◆ **TRY IT**: In exact form, please repeat the records from their opening line down to the line with "use tracing::debug;", including that line.

(Stored data entries)
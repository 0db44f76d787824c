//! Local error store: per-identifier bookkeeping of remote flush progress.
//!
//! Each store identifier owns one small JSON file under the config
//! directory. Writes go through a sibling temp file and a rename, so a
//! crash mid-write leaves the previous record intact.

use std::path::{Path, PathBuf};

use chrono::{DateTime, Duration, Utc};
use serde::{Deserialize, Serialize};
use tokio::io::AsyncWriteExt;
use tracing::debug;

use crate::error::TelemetryError;
use crate::session::ConfigDir;

/// Persisted store record.
#[derive(Debug, Clone, Copy, PartialEq, Eq, Serialize, Deserialize)]
#[serde(rename_all = "camelCase")]
pub struct LocalStoreState {
    /// Epoch milliseconds of the last successful remote flush.
    pub last_remote_flush: i64,
}

/// Handle on one store file.
#[derive(Debug, Clone)]
pub struct LocalErrorStore {
    store_id: String,
    path: PathBuf,
}

impl LocalErrorStore {
    /// Open the store for `store_id`. Nothing is created on disk until the
    /// first write.
    pub async fn open(dir: &ConfigDir, store_id: &str) -> Result<Self, TelemetryError> {
        let store_dir = dir.store_dir();
        validate_store_id(store_id, &store_dir)?;

        Ok(Self {
            store_id: store_id.to_string(),
            path: store_dir.join(format!("{store_id}.json")),
        })
    }

    pub fn path(&self) -> &Path {
        &self.path
    }

    /// Time of the last successful flush, or `None` if there never was one.
    pub async fn last_remote_flush(&self) -> Result<Option<DateTime<Utc>>, TelemetryError> {
        let bytes = match tokio::fs::read(&self.path).await {
            Ok(bytes) => bytes,
            Err(e) if e.kind() == std::io::ErrorKind::NotFound => return Ok(None),
            Err(e) => return Err(TelemetryError::storage("reading store", &self.path, e)),
        };

        let state: LocalStoreState = serde_json::from_slice(&bytes)
            .map_err(|e| TelemetryError::storage("parsing store", &self.path, e))?;

        DateTime::from_timestamp_millis(state.last_remote_flush)
            .map(Some)
            .ok_or_else(|| {
                TelemetryError::storage(
                    "parsing store",
                    &self.path,
                    format!("timestamp out of range: {}", state.last_remote_flush),
                )
            })
    }

    /// Overwrite the last-flush time. Durable once this returns.
    pub async fn set_last_remote_flush(&self, at: DateTime<Utc>) -> Result<(), TelemetryError> {
        let state = LocalStoreState {
            last_remote_flush: at.timestamp_millis(),
        };
        let bytes = serde_json::to_vec(&state)
            .map_err(|e| TelemetryError::storage("serializing store", &self.path, e))?;

        if let Some(store_dir) = self.path.parent() {
            tokio::fs::create_dir_all(store_dir)
                .await
                .map_err(|e| TelemetryError::storage("creating store directory", store_dir, e))?;
        }

        let tmp = self.path.with_file_name(format!(
            ".{}.{}.tmp",
            self.store_id,
            hex::encode(rand::random::<[u8; 4]>())
        ));

        if let Err(e) = write_synced(&tmp, &bytes).await {
            let _ = tokio::fs::remove_file(&tmp).await;
            return Err(TelemetryError::storage("writing store", &tmp, e));
        }

        if let Err(e) = tokio::fs::rename(&tmp, &self.path).await {
            let _ = tokio::fs::remove_file(&tmp).await;
            return Err(TelemetryError::storage("replacing store", &self.path, e));
        }

        debug!(
            store_id = %self.store_id,
            last_remote_flush = state.last_remote_flush,
            "Recorded remote flush"
        );
        Ok(())
    }

    /// Whether a caller should flush again: never flushed, or at least
    /// `interval` has passed since the last flush.
    pub async fn is_flush_due(
        &self,
        interval: Duration,
        now: DateTime<Utc>,
    ) -> Result<bool, TelemetryError> {
        Ok(match self.last_remote_flush().await? {
            None => true,
            Some(last) => now - last >= interval,
        })
    }
}

async fn write_synced(path: &Path, bytes: &[u8]) -> std::io::Result<()> {
    let mut file = tokio::fs::File::create(path).await?;
    file.write_all(bytes).await?;
    file.sync_all().await
}

fn validate_store_id(store_id: &str, store_dir: &Path) -> Result<(), TelemetryError> {
    let valid = !store_id.is_empty()
        && store_id != "."
        && store_id != ".."
        && !store_id.contains(['/', '\\'])
        && !store_id.starts_with('.');

    if valid {
        Ok(())
    } else {
        Err(TelemetryError::storage(
            "opening store",
            store_dir,
            format!("invalid store identifier {store_id:?}"),
        ))
    }
}
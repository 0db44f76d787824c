//! Configuration directory and ambient session lookup.
//!
//! Handles:
//! - Locating the per-tool configuration directory
//! - Reading the CLI config (endpoints, current account/workspace)
//! - Reading stored credentials
//! - Resolving all of the above into a [`SessionContext`]

use std::fs;
use std::path::{Path, PathBuf};

use chrono::{DateTime, Utc};
use directories::ProjectDirs;
use serde::{Deserialize, Serialize};

use crate::error::TelemetryError;

/// Overrides the configuration directory.
pub const CONFIG_DIR_ENV: &str = "VT_CONFIG_DIR";

/// Configuration file name.
const CONFIG_FILE: &str = "config.json";

/// Credentials file name.
const CREDENTIALS_FILE: &str = "credentials.json";

/// Region used when `VT_REGION` is unset.
pub const DEFAULT_REGION: &str = "aws-us-east-1";

/// Root of the CLI's on-disk state.
#[derive(Debug, Clone, PartialEq, Eq)]
pub struct ConfigDir {
    root: PathBuf,
}

impl ConfigDir {
    pub fn new(root: impl Into<PathBuf>) -> Self {
        Self { root: root.into() }
    }

    /// `VT_CONFIG_DIR` if set, otherwise the platform config directory.
    pub fn discover() -> Result<Self, TelemetryError> {
        if let Some(dir) = std::env::var_os(CONFIG_DIR_ENV) {
            return Ok(Self::new(dir));
        }

        ProjectDirs::from("com", "plfm", "vt")
            .map(|dirs| Self::new(dirs.config_dir()))
            .ok_or_else(|| {
                TelemetryError::storage(
                    "locating config directory",
                    PathBuf::new(),
                    "could not determine home directory",
                )
            })
    }

    pub fn root(&self) -> &Path {
        &self.root
    }

    /// Directory holding one store file per store identifier.
    pub fn store_dir(&self) -> PathBuf {
        self.root.join("telemetry")
    }

    /// Prefix for failure artifacts; the worker appends `-<suffix>.json`.
    pub fn errors_prefix(&self) -> PathBuf {
        self.root.join("errors").join("flush")
    }
}

/// CLI configuration.
#[derive(Debug, Clone, Serialize, Deserialize)]
pub struct Config {
    /// API endpoint URL.
    #[serde(default = "default_api_url")]
    pub api_url: String,

    /// Telemetry endpoint URL, when it differs from the API.
    #[serde(default, skip_serializing_if = "Option::is_none")]
    pub telemetry_url: Option<String>,

    /// Current context.
    #[serde(default)]
    pub context: SessionScope,
}

fn default_api_url() -> String {
    std::env::var("VT_API_URL").unwrap_or_else(|_| "http://localhost:8080".to_string())
}

impl Default for Config {
    fn default() -> Self {
        Self {
            api_url: default_api_url(),
            telemetry_url: None,
            context: SessionScope::default(),
        }
    }
}

impl Config {
    /// Load config from disk, or return default.
    pub fn load(dir: &ConfigDir) -> Result<Self, TelemetryError> {
        let path = dir.root().join(CONFIG_FILE);

        if !path.exists() {
            return Ok(Self::default());
        }

        let contents = fs::read_to_string(&path)
            .map_err(|e| TelemetryError::storage("reading config", &path, e))?;

        serde_json::from_str(&contents)
            .map_err(|e| TelemetryError::storage("parsing config", &path, e))
    }

    /// Save config to disk.
    pub fn save(&self, dir: &ConfigDir) -> Result<(), TelemetryError> {
        let path = dir.root().join(CONFIG_FILE);
        let contents = serde_json::to_string_pretty(self)
            .map_err(|e| TelemetryError::storage("serializing config", &path, e))?;
        write_private(&path, contents.as_bytes())
            .map_err(|e| TelemetryError::storage("writing config", &path, e))
    }

    /// Where error batches are sent: `VT_TELEMETRY_URL`, then the
    /// configured telemetry URL, then the API URL.
    pub fn telemetry_url(&self) -> String {
        std::env::var("VT_TELEMETRY_URL")
            .ok()
            .or_else(|| self.telemetry_url.clone())
            .unwrap_or_else(|| self.api_url.clone())
            .trim_end_matches('/')
            .to_string()
    }
}

/// Currently selected account and workspace.
#[derive(Debug, Clone, Default, Serialize, Deserialize)]
pub struct SessionScope {
    #[serde(skip_serializing_if = "Option::is_none")]
    pub account: Option<String>,

    #[serde(skip_serializing_if = "Option::is_none")]
    pub workspace: Option<String>,
}

/// Stored credentials.
#[derive(Debug, Clone, Serialize, Deserialize)]
pub struct Credentials {
    /// Access token.
    pub token: String,

    /// Token expiration time (if known).
    #[serde(skip_serializing_if = "Option::is_none")]
    pub expires_at: Option<DateTime<Utc>>,
}

impl Credentials {
    pub fn new(token: String) -> Self {
        Self {
            token,
            expires_at: None,
        }
    }

    /// Load credentials from disk.
    pub fn load(dir: &ConfigDir) -> Result<Option<Self>, TelemetryError> {
        let path = dir.root().join(CREDENTIALS_FILE);

        if !path.exists() {
            return Ok(None);
        }

        let contents = fs::read_to_string(&path)
            .map_err(|e| TelemetryError::storage("reading credentials", &path, e))?;

        let creds: Self = serde_json::from_str(&contents)
            .map_err(|e| TelemetryError::storage("parsing credentials", &path, e))?;

        Ok(Some(creds))
    }

    /// Save credentials to disk.
    pub fn save(&self, dir: &ConfigDir) -> Result<(), TelemetryError> {
        let path = dir.root().join(CREDENTIALS_FILE);
        let contents = serde_json::to_string_pretty(self)
            .map_err(|e| TelemetryError::storage("serializing credentials", &path, e))?;
        write_private(&path, contents.as_bytes())
            .map_err(|e| TelemetryError::storage("writing credentials", &path, e))
    }

    /// Check if the token is expired.
    pub fn is_expired(&self) -> bool {
        if let Some(expires_at) = self.expires_at {
            Utc::now() >= expires_at
        } else {
            false
        }
    }
}

/// Everything needed to authenticate a telemetry submission.
#[derive(Debug, Clone, PartialEq, Eq)]
pub struct SessionContext {
    pub account: String,
    pub workspace: String,
    pub token: String,
    pub user_agent: String,
    pub region: String,
    /// Base URL of the telemetry service.
    pub endpoint: String,
}

impl SessionContext {
    /// Resolve the session from the config directory and environment.
    ///
    /// Any missing piece is an [`TelemetryError::Auth`]: the flush worker
    /// runs without a user present, so there is nobody to prompt.
    pub fn resolve(dir: &ConfigDir) -> Result<Self, TelemetryError> {
        let config = Config::load(dir).map_err(|e| TelemetryError::Auth(e.to_string()))?;
        let credentials = Credentials::load(dir)
            .map_err(|e| TelemetryError::Auth(e.to_string()))?
            .ok_or_else(|| TelemetryError::Auth("not logged in".to_string()))?;

        if credentials.is_expired() {
            return Err(TelemetryError::Auth("stored token has expired".to_string()));
        }

        let account = config
            .context
            .account
            .clone()
            .ok_or_else(|| TelemetryError::Auth("no account selected".to_string()))?;
        let workspace = config
            .context
            .workspace
            .clone()
            .unwrap_or_else(|| "master".to_string());

        Ok(Self {
            account,
            workspace,
            token: credentials.token,
            user_agent: user_agent(),
            region: std::env::var("VT_REGION").unwrap_or_else(|_| DEFAULT_REGION.to_string()),
            endpoint: config.telemetry_url(),
        })
    }
}

/// User agent sent with every telemetry request.
pub fn user_agent() -> String {
    format!("vt-telemetry/{}", env!("CARGO_PKG_VERSION"))
}

/// Write `contents` to `path`, creating parent directories, readable only
/// by the owner on unix.
pub(crate) fn write_private(path: &Path, contents: &[u8]) -> std::io::Result<()> {
    if let Some(parent) = path.parent() {
        fs::create_dir_all(parent)?;
    }

    #[cfg(unix)]
    {
        use std::io::Write;
        use std::os::unix::fs::OpenOptionsExt;

        let mut file = fs::OpenOptions::new()
            .write(true)
            .create(true)
            .truncate(true)
            .mode(0o600)
            .open(path)?;
        file.write_all(contents)?;
        file.sync_all()?;
    }

    #[cfg(not(unix))]
    {
        fs::write(path, contents)?;
    }

    Ok(())
}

◆ **COMPLETED EXERCISE**:
repository 0db44f76d787824c
//! Local error store: per-identifier bookkeeping of remote flush progress.
//!
//! Each store identifier owns one small JSON file under the config
//! directory. Writes go through a sibling temp file and a rename, so a
//! crash mid-write leaves the previous record intact.

use std::path::{Path, PathBuf};

use chrono::{DateTime, Duration, Utc};
use serde::{Deserialize, Serialize};
use tokio::io::AsyncWriteExt;
use tracing::debug;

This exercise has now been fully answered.